I was intrigued. What triggered this idea? Though the school is surrounded by expansive gardens, few knew the significance of the trees that provided this diverse green cover, Sen told me. Using their teachers’ or parents’ phones to scan the codes, students could learn in an immersive way.
With every year I find myself more drawn to the grounded stillness of trees. I often linger over the symmetry of branches or the way skylight filters through leaves. Tree-staring offers lightness. A conversation with my grandmother from decades ago, when she told me about being a part of the Chipko forest conservation movement, floats into my head. I think of the lemon trees that lined her garden, where she would send us to pluck a few gondhoraj lebu to squeeze over fish curry. A lemon tree we planted recently now grows with fervour on my terrace — a tiny one compared to what she had, but one that connects me to her.
After a time, I find you begin to identify with one tree or another, depending on the season. It reminds me of writer Sumana Roy’s meditation in How I Became a Tree, where she wonders whether trees are freelancers or salaried employees and concludes that they perhaps are daily wage labourers, their work bound to the rhythm of the sun.
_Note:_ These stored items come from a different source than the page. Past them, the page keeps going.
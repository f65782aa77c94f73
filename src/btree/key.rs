use crate::storage::{Schema, Tuple, Value};

/// A composite key: one `Value` per indexed column, in declared order.
/// `Vec<Value>`'s derived `PartialOrd` already compares element-wise,
/// which is exactly the column-wise composite-key comparison the index
/// requires.
pub type Key = Vec<Value>;

pub fn encode_key(key_schema: &Schema, key: &Key) -> Vec<u8> {
    Tuple::new(key.clone()).to_bytes(key_schema)
}

pub fn decode_key(key_schema: &Schema, bytes: &[u8]) -> Key {
    Tuple::from_bytes(key_schema, bytes).values().to_vec()
}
On our way back home from the bus stop, my son and I catch up as we walk under the canopy of aged, deeply-shaded trees. It feels like our “tree time”. Time hangs loose. Empty of people at that hour, the gardens feel full: Of swaying branches, squeaking squirrels, birdsong. We listen. I offer my son little tidbits about the trees we cross. We talk about why the giant Indian almond tree just outside our condominium turned flaming red for a few weeks at the start of spring. We talk about the banyan tree, whose new, tender leaves emerge copper-coloured, protected from pests and harsh sunlight before deepening into green as they mature.
It is simply nature taking its course. But it holds lessons in resilience: To stand tall no matter the season, to adapt without breaking, to protect and nurture through change. It is the quiet wisdom of trees we can reclaim, pass on, and keep alive.